Could you set down every record below exactly as it appears?

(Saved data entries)
----------

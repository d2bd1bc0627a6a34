//! The selection manager
//!
//! There are two selection-related states here:
//! 1. the *locator* ([`Selection`]), set synchronously by the `select_*`
//!    methods and visible to callers immediately;
//! 2. the *resolved details* ([`ResolvedDetails`]), filled in a little later
//!    by querying the details backend.
//!
//! Every locator change bumps a generation counter. Background work captures
//! the generation it was started for and becomes a no-op once the counter has
//! moved on.

use std::sync::Arc;

use futures::future::BoxFuture;
use parking_lot::Mutex;

use crate::aggregation::{AggregationManager, AreaAggregator};
use crate::config::SelectionConfig;
use crate::context::{SelectionContext, SelectionListener};
use crate::limiter::AsyncLimiter;
use crate::resolver::{resolver_from_fn, ResolverRegistry, SelectionResolver};
use crate::selection::{
    Area, AreaSelection, EventId, GenericSliceSelection, LegacySelection, ResolvedDetails,
    Selection, SelectionOpts,
};
use crate::time::Time;
use crate::SelectionError;

#[derive(Debug, Default)]
pub(crate) struct SelectionState {
    pub(crate) selection: Selection,
    pub(crate) details: Option<ResolvedDetails>,
    pub(crate) pending_scroll_id: Option<EventId>,
    /// Incremented every time `selection` changes
    pub(crate) generation: u64,
}

pub(crate) struct Inner {
    pub(crate) state: Mutex<SelectionState>,
    pub(crate) ctx: SelectionContext,
    pub(crate) config: SelectionConfig,
    pub(crate) listener: Arc<dyn SelectionListener>,
    pub(crate) resolvers: ResolverRegistry,
    pub(crate) aggregation: AggregationManager,
    pub(crate) limiter: AsyncLimiter,
}

impl Inner {
    pub(crate) fn generation(&self) -> u64 {
        self.state.lock().generation
    }
}

/// Owns the current selection and coordinates its resolution
///
/// Cloning is cheap; clones share the same state.
#[derive(Clone)]
pub struct SelectionManager {
    pub(crate) inner: Arc<Inner>,
}

impl SelectionManager {
    /// Create a manager with the default config
    pub fn new(ctx: SelectionContext, listener: Arc<dyn SelectionListener>) -> Self {
        Self::build(ctx, SelectionConfig::default(), listener)
    }

    pub fn with_config(
        ctx: SelectionContext,
        config: SelectionConfig,
        listener: Arc<dyn SelectionListener>,
    ) -> Result<Self, SelectionError> {
        config.validate()?;
        Ok(Self::build(ctx, config, listener))
    }

    fn build(
        ctx: SelectionContext,
        config: SelectionConfig,
        listener: Arc<dyn SelectionListener>,
    ) -> Self {
        let limiter = AsyncLimiter::new(&ctx.runtime_handle);
        Self {
            inner: Arc::new(Inner {
                state: Mutex::new(SelectionState::default()),
                ctx,
                config,
                listener,
                resolvers: ResolverRegistry::new(),
                aggregation: AggregationManager::new(),
                limiter,
            }),
        }
    }

    pub fn config(&self) -> &SelectionConfig {
        &self.inner.config
    }

    pub fn register_area_aggregator(&self, aggregator: Arc<dyn AreaAggregator>) {
        self.inner.aggregation.register_aggregator(aggregator);
    }

    /// Resolvers for the same category are tried in registration order
    pub fn register_resolver(&self, resolver: Arc<dyn SelectionResolver>) {
        self.inner.resolvers.register(resolver);
    }

    /// Register a closure as the resolver for `category`
    pub fn register_resolver_fn<F>(&self, category: impl Into<String>, callback: F)
    where
        F: Fn(EventId, String) -> BoxFuture<'static, Option<Selection>> + Send + Sync + 'static,
    {
        self.register_resolver(resolver_from_fn(category, callback));
    }

    pub fn clear(&self) {
        self.set_selection(Selection::Empty, SelectionOpts::default());
    }

    pub fn select_track_event(
        &self,
        track_uri: impl Into<String>,
        event_id: EventId,
        opts: SelectionOpts,
    ) {
        self.set_selection(
            Selection::Single {
                track_uri: track_uri.into(),
                event_id,
            },
            opts,
        );
    }

    pub fn select_note(&self, id: impl Into<String>, opts: SelectionOpts) {
        self.set_selection(Selection::Note { id: id.into() }, opts);
    }

    /// Select `[start, end]` over `track_uris`
    ///
    /// Fails without touching the current selection when `start > end`.
    pub fn select_area(
        &self,
        start: Time,
        end: Time,
        track_uris: Vec<String>,
        opts: SelectionOpts,
    ) -> Result<(), SelectionError> {
        let area = Area::new(start, end, track_uris)?;
        self.set_selection(Selection::Area(AreaSelection::new(area)), opts);
        Ok(())
    }

    /// Add or remove one track from the current area selection
    pub fn toggle_track_in_area(&self, track_uri: &str) {
        let Selection::Area(mut area) = self.selection() else {
            return;
        };
        area.area.toggle_track(track_uri);
        self.set_selection(Selection::Area(area), SelectionOpts::default());
    }

    /// Remove all of `track_uris` if all are selected, else add the missing ones
    pub fn toggle_track_group_in_area(&self, track_uris: &[String]) {
        let Selection::Area(mut area) = self.selection() else {
            return;
        };
        area.area.toggle_track_group(track_uris);
        self.set_selection(Selection::Area(area), SelectionOpts::default());
    }

    pub fn select_legacy(&self, legacy: LegacySelection, opts: SelectionOpts) {
        self.set_selection(Selection::Legacy(legacy), opts);
    }

    /// Select a slice from an arbitrary table
    ///
    /// The slice id is merged into its details panel config.
    pub fn select_generic_slice(&self, mut slice: GenericSliceSelection) {
        if let Some(config) = slice.details_panel.config.as_object_mut() {
            config.insert("id".to_string(), serde_json::Value::from(slice.id));
        }
        self.select_legacy(LegacySelection::GenericSlice(slice), SelectionOpts::default());
    }

    /// Look up `id` through the resolvers for `category` and select the result
    ///
    /// Returns `false`, leaving the selection untouched, when no resolver
    /// answers.
    pub async fn select_by_external_reference(
        &self,
        category: &str,
        id: EventId,
        opts: SelectionOpts,
    ) -> bool {
        match self.inner.resolvers.resolve(category, id).await {
            Some(selection) => {
                self.set_selection(selection, opts);
                true
            }
            None => {
                tracing::debug!(category, id, "no resolver matched external reference");
                false
            }
        }
    }

    /// Fire-and-forget form of [`select_by_external_reference`](Self::select_by_external_reference)
    pub fn select_sql_event(
        &self,
        sql_table_name: impl Into<String>,
        id: EventId,
        opts: SelectionOpts,
    ) {
        let manager = self.clone();
        let sql_table_name = sql_table_name.into();
        self.inner.ctx.runtime_handle.spawn(async move {
            manager
                .select_by_external_reference(&sql_table_name, id, opts)
                .await;
        });
    }

    pub fn selection(&self) -> Selection {
        self.inner.state.lock().selection.clone()
    }

    pub fn legacy_selection(&self) -> Option<LegacySelection> {
        self.inner.state.lock().selection.to_legacy().cloned()
    }

    /// Details for the current selection, once resolved
    pub fn selection_details(&self) -> Option<ResolvedDetails> {
        self.inner.state.lock().details.clone()
    }

    pub fn generation(&self) -> u64 {
        self.inner.generation()
    }

    pub fn pending_scroll_id(&self) -> Option<EventId> {
        self.inner.state.lock().pending_scroll_id
    }

    pub fn aggregation(&self) -> &AggregationManager {
        &self.inner.aggregation
    }

    fn set_selection(&self, mut selection: Selection, opts: SelectionOpts) {
        // Consumers want descriptors, not uris; resolve them once here
        if let Selection::Area(area) = &mut selection {
            let tracks = &self.inner.ctx.tracks;
            area.tracks = area
                .area
                .track_uris()
                .iter()
                .filter_map(|uri| tracks.get_track(uri))
                .collect();
        }

        let generation = {
            let mut state = self.inner.state.lock();
            state.selection = selection.clone();
            state.pending_scroll_id = opts.pending_scroll_id;
            state.generation += 1;
            state.generation
        };

        tracing::debug!(kind = selection.kind(), generation, "selection changed");

        self.inner.listener.on_selection_change(&selection, &opts);
        self.inner.ctx.redraw.schedule_full_redraw();

        self.inner.start_resolution(generation, &selection);
    }
}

----------

» **Answer for this exercise**:
repository d2bd1bc0627a6a34
//! The selection manager
//!
//! There are two selection-related states here:
//! 1. the *locator* ([`Selection`]), set synchronously by the `select_*`
//!    methods and visible to callers immediately;
//! 2. the *resolved details* ([`ResolvedDetails`]), filled in a little later
//!    by querying the details backend.
//!
//! Every locator change bumps a generation counter. Background work captures
//! the generation it was started for and becomes a no-op once the counter has
//! moved on.

use std::sync::Arc;

use futures::future::BoxFuture;
use parking_lot::Mutex;

use crate::aggregation::{AggregationManager, AreaAggregator};
use crate::config::SelectionConfig;
use crate::context::{SelectionContext, SelectionListener};
use crate::limiter::AsyncLimiter;
use crate::resolver::{resolver_from_fn, ResolverRegistry, SelectionResolver};
use crate::selection::{
    Area, AreaSelection, EventId, GenericSliceSelection, LegacySelection, ResolvedDetails,
    Selection, SelectionOpts,
};
use crate::time::Time;
use crate::SelectionError;

#[derive(Debug, Default)]
pub(crate) struct SelectionState {
    pub(crate) selection: Selection,
    pub(crate) details: Option<ResolvedDetails>,
    pub(crate) pending_scroll_id: Option<EventId>,
    /// Incremented every time `selection` changes
    pub(crate) generation: u64,
}

pub(crate) struct Inner {
    pub(crate) state: Mutex<SelectionState>,
    pub(crate) ctx: SelectionContext,
    pub(crate) config: SelectionConfig,
    pub(crate) listener: Arc<dyn SelectionListener>,
    pub(crate) resolvers: ResolverRegistry,
    pub(crate) aggregation: AggregationManager,
    pub(crate) limiter: AsyncLimiter,
}

impl Inner {
    pub(crate) fn generation(&self) -> u64 {
        self.state.lock().generation
    }
}

/// Owns the current selection and coordinates its resolution
///
/// Cloning is cheap; clones share the same state.
#[derive(Clone)]
pub struct SelectionManager {
    pub(crate) inner: Arc<Inner>,
}

impl SelectionManager {
    /// Create a manager with the default config
    pub fn new(ctx: SelectionContext, listener: Arc<dyn SelectionListener>) -> Self {
        Self::build(ctx, SelectionConfig::default(), listener)
    }

    pub fn with_config(
        ctx: SelectionContext,
        config: SelectionConfig,
        listener: Arc<dyn SelectionListener>,
    ) -> Result<Self, SelectionError> {
        config.validate()?;
        Ok(Self::build(ctx, config, listener))
    }

    fn build(
        ctx: SelectionContext,
        config: SelectionConfig,
        listener: Arc<dyn SelectionListener>,
    ) -> Self {
        let limiter = AsyncLimiter::new(&ctx.runtime_handle);
        Self {
            inner: Arc::new(Inner {
                state: Mutex::new(SelectionState::default()),
                ctx,
                config,
                listener,
                resolvers: ResolverRegistry::new(),
                aggregation: AggregationManager::new(),
                limiter,
            }),
        }
    }

    pub fn config(&self) -> &SelectionConfig {
        &self.inner.config
    }

    pub fn register_area_aggregator(&self, aggregator: Arc<dyn AreaAggregator>) {
        self.inner.aggregation.register_aggregator(aggregator);
    }

    /// Resolvers for the same category are tried in registration order
    pub fn register_resolver(&self, resolver: Arc<dyn SelectionResolver>) {
        self.inner.resolvers.register(resolver);
    }

    /// Register a closure as the resolver for `category`
    pub fn register_resolver_fn<F>(&self, category: impl Into<String>, callback: F)
    where
        F: Fn(EventId, String) -> BoxFuture<'static, Option<Selection>> + Send + Sync + 'static,
    {
        self.register_resolver(resolver_from_fn(category, callback));
    }

    pub fn clear(&self) {
        self.set_selection(Selection::Empty, SelectionOpts::default());
    }

    pub fn select_track_event(
        &self,
        track_uri: impl Into<String>,
        event_id: EventId,
        opts: SelectionOpts,
    ) {
        self.set_selection(
            Selection::Single {
                track_uri: track_uri.into(),
                event_id,
            },
            opts,
        );
    }

    pub fn select_note(&self, id: impl Into<String>, opts: SelectionOpts) {
        self.set_selection(Selection::Note { id: id.into() }, opts);
    }

    /// Select `[start, end]` over `track_uris`
    ///
    /// Fails without touching the current selection when `start > end`.
    pub fn select_area(
        &self,
        start: Time,
        end: Time,
        track_uris: Vec<String>,
        opts: SelectionOpts,
    ) -> Result<(), SelectionError> {
        let area = Area::new(start, end, track_uris)?;
        self.set_selection(Selection::Area(AreaSelection::new(area)), opts);
        Ok(())
    }

    /// Add or remove one track from the current area selection
    pub fn toggle_track_in_area(&self, track_uri: &str) {
        let Selection::Area(mut area) = self.selection() else {
            return;
        };
        area.area.toggle_track(track_uri);
        self.set_selection(Selection::Area(area), SelectionOpts::default());
    }

    /// Remove all of `track_uris` if all are selected, else add the missing ones
    pub fn toggle_track_group_in_area(&self, track_uris: &[String]) {
        let Selection::Area(mut area) = self.selection() else {
            return;
        };
        area.area.toggle_track_group(track_uris);
        self.set_selection(Selection::Area(area), SelectionOpts::default());
    }

    pub fn select_legacy(&self, legacy: LegacySelection, opts: SelectionOpts) {
        self.set_selection(Selection::Legacy(legacy), opts);
    }

    /// Select a slice from an arbitrary table
    ///
    /// The slice id is merged into its details panel config.
    pub fn select_generic_slice(&self, mut slice: GenericSliceSelection) {
        if let Some(config) = slice.details_panel.config.as_object_mut() {
            config.insert("id".to_string(), serde_json::Value::from(slice.id));
        }
        self.select_legacy(LegacySelection::GenericSlice(slice), SelectionOpts::default());
    }

    /// Look up `id` through the resolvers for `category` and select the result
    ///
    /// Returns `false`, leaving the selection untouched, when no resolver
    /// answers.
    pub async fn select_by_external_reference(
        &self,
        category: &str,
        id: EventId,
        opts: SelectionOpts,
    ) -> bool {
        match self.inner.resolvers.resolve(category, id).await {
            Some(selection) => {
                self.set_selection(selection, opts);
                true
            }
            None => {
                tracing::debug!(category, id, "no resolver matched external reference");
                false
            }
        }
    }

    /// Fire-and-forget form of [`select_by_external_reference`](Self::select_by_external_reference)
    pub fn select_sql_event(
        &self,
        sql_table_name: impl Into<String>,
        id: EventId,
        opts: SelectionOpts,
    ) {
        let manager = self.clone();
        let sql_table_name = sql_table_name.into();
        self.inner.ctx.runtime_handle.spawn(async move {
            manager
                .select_by_external_reference(&sql_table_name, id, opts)
                .await;
        });
    }

    pub fn selection(&self) -> Selection {
        self.inner.state.lock().selection.clone()
    }

    pub fn legacy_selection(&self) -> Option<LegacySelection> {
        self.inner.state.lock().selection.to_legacy().cloned()
    }

    /// Details for the current selection, once resolved
    pub fn selection_details(&self) -> Option<ResolvedDetails> {
        self.inner.state.lock().details.clone()
    }

    pub fn generation(&self) -> u64 {
        self.inner.generation()
    }

    pub fn pending_scroll_id(&self) -> Option<EventId> {
        self.inner.state.lock().pending_scroll_id
    }

    pub fn aggregation(&self) -> &AggregationManager {
        &self.inner.aggregation
    }

    fn set_selection(&self, mut selection: Selection, opts: SelectionOpts) {
        // Consumers want descriptors, not uris; resolve them once here
        if let Selection::Area(area) = &mut selection {
            let tracks = &self.inner.ctx.tracks;
            area.tracks = area
                .area
                .track_uris()
                .iter()
                .filter_map(|uri| tracks.get_track(uri))
                .collect();
        }

        let generation = {
            let mut state = self.inner.state.lock();
            state.selection = selection.clone();
            state.pending_scroll_id = opts.pending_scroll_id;
            state.generation += 1;
            state.generation
        };

        tracing::debug!(kind = selection.kind(), generation, "selection changed");

        self.inner.listener.on_selection_change(&selection, &opts);
        self.inner.ctx.redraw.schedule_full_redraw();

        self.inner.start_resolution(generation, &selection);
    }
}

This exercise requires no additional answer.